Presumably because Nintendo wants to remind us all that motion control makes for more immersive gaming, as if being a huge primate with the power to cause earthquakes feels just like shaking a small white plastic cuboid, and as if immersive is even a word.
But before you race off to download the old trio of DKC games, hold up. Remember that they weren't designed for the nice big widescreen LCD telly sitting in your lounge today. Know that they won't look nearly as pretty as you recall, but will appear to have been constructed out of thousands of small yet individually distinguishable LEGO bricks.
DKC Returns, by comparison, looks beautifully detailed, smooth and polished. Just as the old games did on the SNES, in fact. (Remember when the height of cutting-edge visual sophistication was snowflakes which went in different directions?
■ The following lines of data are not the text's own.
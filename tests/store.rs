use std::collections::HashSet;

use logwarden::{Database, NewOccurrence, Severity};
use serde::{Deserialize, Serialize};

fn occurrence(kind: &str, severity: Severity) -> NewOccurrence {
    NewOccurrence {
        log_file: "/var/log/app.log".into(),
        error_type: kind.into(),
        error_message: "something broke".into(),
        full_log: format!("ERROR {kind}: something broke"),
        analysis: format!("analysis of {kind}"),
        solution: "fix it".into(),
        code_fix: String::new(),
        severity,
    }
}

fn open_db(dir: &tempfile::TempDir) -> Database {
    Database::new(dir.path().join("logwarden.sqlite3")).unwrap()
}

#[tokio::test]
async fn append_then_get_returns_every_field() {
    let dir = tempfile::tempdir().unwrap();
    let db = open_db(&dir);

    let mut record = occurrence("KeyError", Severity::Medium);
    record.code_fix = "value = my_dict.get(\"key\", default_value)".into();
    let id = db.append_occurrence(&record).await.unwrap();

    let stored = db.get_occurrence(id).await.unwrap().unwrap();
    assert_eq!(stored.id, id);
    assert_eq!(stored.log_file, record.log_file);
    assert_eq!(stored.error_type, record.error_type);
    assert_eq!(stored.error_message, record.error_message);
    assert_eq!(stored.full_log, record.full_log);
    assert_eq!(stored.analysis, record.analysis);
    assert_eq!(stored.solution, record.solution);
    assert_eq!(stored.code_fix, record.code_fix);
    assert_eq!(stored.severity, record.severity);
    assert_eq!(stored.status, "new");
}

#[tokio::test]
async fn unknown_id_is_not_found() {
    let dir = tempfile::tempdir().unwrap();
    let db = open_db(&dir);
    assert!(db.get_occurrence(42).await.unwrap().is_none());
}

#[tokio::test]
async fn ids_increase_with_each_append() {
    let dir = tempfile::tempdir().unwrap();
    let db = open_db(&dir);

    let first = db.append_occurrence(&occurrence("TypeError", Severity::High)).await.unwrap();
    let second = db.append_occurrence(&occurrence("TypeError", Severity::High)).await.unwrap();
    assert!(second > first);
}

#[tokio::test]
async fn recent_is_newest_first_and_bounded() {
    let dir = tempfile::tempdir().unwrap();
    let db = open_db(&dir);

    let mut ids = Vec::new();
    for kind in ["TypeError", "KeyError", "ValueError"] {
        ids.push(db.append_occurrence(&occurrence(kind, Severity::Low)).await.unwrap());
    }

    let recent = db.recent_occurrences(2).await.unwrap();
    assert_eq!(
        recent.iter().map(|s| s.id).collect::<Vec<_>>(),
        vec![ids[2], ids[1]]
    );
    assert_eq!(recent[0].error_type, "ValueError");
    assert!(recent[0].timestamp >= recent[1].timestamp);

    assert_eq!(db.recent_occurrences(10).await.unwrap().len(), 3);
    assert!(db.recent_occurrences(0).await.unwrap().is_empty());
}

#[tokio::test]
async fn recent_truncates_analysis() {
    let dir = tempfile::tempdir().unwrap();
    let db = open_db(&dir);

    let mut record = occurrence("SyntaxError", Severity::Low);
    record.analysis = "x".repeat(300);
    let id = db.append_occurrence(&record).await.unwrap();

    let recent = db.recent_occurrences(1).await.unwrap();
    assert_eq!(recent[0].short_analysis.len(), 200);

    let full = db.get_occurrence(id).await.unwrap().unwrap();
    assert_eq!(full.analysis.len(), 300);
}

#[tokio::test]
async fn stats_aggregate_counts() {
    let dir = tempfile::tempdir().unwrap();
    let db = open_db(&dir);

    let empty = db.occurrence_stats().await.unwrap();
    assert_eq!(empty.total_logs, 0);
    assert!(empty.top_errors.is_empty());

    let mix = [
        ("TypeError", Severity::High),
        ("TypeError", Severity::High),
        ("TypeError", Severity::High),
        ("KeyError", Severity::Medium),
        ("KeyError", Severity::Medium),
        ("500Error", Severity::Critical),
        ("404Error", Severity::Medium),
        ("NameError", Severity::Low),
        ("SyntaxError", Severity::Low),
        ("TimeoutError", Severity::Low),
    ];
    for (kind, severity) in mix {
        db.append_occurrence(&occurrence(kind, severity)).await.unwrap();
    }

    let stats = db.occurrence_stats().await.unwrap();
    assert_eq!(stats.total_logs, 10);
    assert_eq!(stats.today_count, 10);

    assert_eq!(stats.top_errors.len(), 5);
    assert_eq!(stats.top_errors[0].error_type, "TypeError");
    assert_eq!(stats.top_errors[0].count, 3);
    assert_eq!(stats.top_errors[1].error_type, "KeyError");
    assert_eq!(stats.top_errors[1].count, 2);
    // single-count kinds tie and are ordered by name
    assert_eq!(stats.top_errors[2].error_type, "404Error");

    assert_eq!(stats.severity_count(Severity::Critical), 1);
    assert_eq!(stats.severity_count(Severity::High), 3);
    assert_eq!(stats.severity_count(Severity::Medium), 3);
    assert_eq!(stats.severity_count(Severity::Low), 3);
}

#[tokio::test]
async fn concurrent_appends_are_all_counted() {
    let dir = tempfile::tempdir().unwrap();
    let db = open_db(&dir);

    let mut handles = Vec::new();
    for _ in 0..25 {
        let db = db.clone();
        handles.push(tokio::spawn(async move {
            db.append_occurrence(&occurrence("ConnectionError", Severity::High))
                .await
                .unwrap()
        }));
    }

    let mut ids = HashSet::new();
    for handle in handles {
        ids.insert(handle.await.unwrap());
    }
    assert_eq!(ids.len(), 25);
    assert_eq!(db.occurrence_stats().await.unwrap().total_logs, 25);
}

#[tokio::test]
async fn status_update_touches_only_status() {
    let dir = tempfile::tempdir().unwrap();
    let db = open_db(&dir);

    let id = db.append_occurrence(&occurrence("IndexError", Severity::Medium)).await.unwrap();
    let before = db.get_occurrence(id).await.unwrap().unwrap();

    assert!(db.set_occurrence_status(id, "reviewed").await.unwrap());
    assert!(!db.set_occurrence_status(id + 100, "reviewed").await.unwrap());

    let after = db.get_occurrence(id).await.unwrap().unwrap();
    assert_eq!(after.status, "reviewed");
    assert_eq!(after.timestamp, before.timestamp);
    assert_eq!(after.analysis, before.analysis);
}

#[derive(Debug, PartialEq, Serialize, Deserialize)]
struct DashboardPrefs {
    page_size: u32,
    hidden_kinds: Vec<String>,
}

#[tokio::test]
async fn settings_round_trip_as_json() {
    let dir = tempfile::tempdir().unwrap();
    let db = open_db(&dir);

    assert_eq!(db.get_setting::<DashboardPrefs>("dashboard").await.unwrap(), None);

    let prefs = DashboardPrefs {
        page_size: 25,
        hidden_kinds: vec!["TimeoutError".into()],
    };
    db.put_setting("dashboard", &prefs).await.unwrap();
    assert_eq!(
        db.get_setting::<DashboardPrefs>("dashboard").await.unwrap(),
        Some(prefs)
    );

    db.put_setting("language", &"de").await.unwrap();
    db.put_setting("language", &"fr").await.unwrap();
    assert_eq!(
        db.get_setting::<String>("language").await.unwrap().as_deref(),
        Some("fr")
    );
}

#[tokio::test]
async fn reopening_keeps_existing_rows() {
    let dir = tempfile::tempdir().unwrap();
    let id = {
        let db = open_db(&dir);
        db.append_occurrence(&occurrence("MemoryError", Severity::Critical))
            .await
            .unwrap()
    };

    let db = open_db(&dir);
    let stored = db.get_occurrence(id).await.unwrap().unwrap();
    assert_eq!(stored.error_type, "MemoryError");
}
Heady days.) This is undoubtedly the best-looking instalment in the series, and a strong contender for the title of prettiest Wii game released to date.
It helps that the environments you get to explore are so picturesque. Lush jungles, sandy beaches, blue seas, pink dawns, golden sunsets, sparkling waterfalls, arching rainbows... Good job there's also the odd rusting industrial power-plant and lake of boiling lava to provide a bit of balance.
But even the darker areas have been designed with a lighter touch. Take the ominous-sounding Caves. As it turns out, these are painted in various shades of purple and populated by massive lilac bats.
Every location is packed with power-ups, collectables and secret bonus areas. Along with the traditional K-O-N-G letters there are hidden puzzle pieces to seek out. Finding them all will require the kind of time, dedication and single-minded focus only possessed by pre-teen children and English Literature undergraduates.
For many people, finishing the game at all will be a challenge. By the time you reach the fifth world, DKC Returns has become a properly hard game. There's always an awful lot happening on-screen and it's often occurring at a rollicking pace. Lightning reflexes and precision control are essential if you're to have any hope of handling all the moving platforms, exploding barrels, airborne missiles and massive lilac bats.
Good job there's a Super Guide feature, then, just like the one in New Super Mario Bros. Wii. Activating this enables you to see how the level should be played through and skip on to the next. Yes, it's cheating, but you won't care when it's a choice between embedding the Wii remote into your own eye socket out of sheer rage or using the Super Guide so you can carry on playing.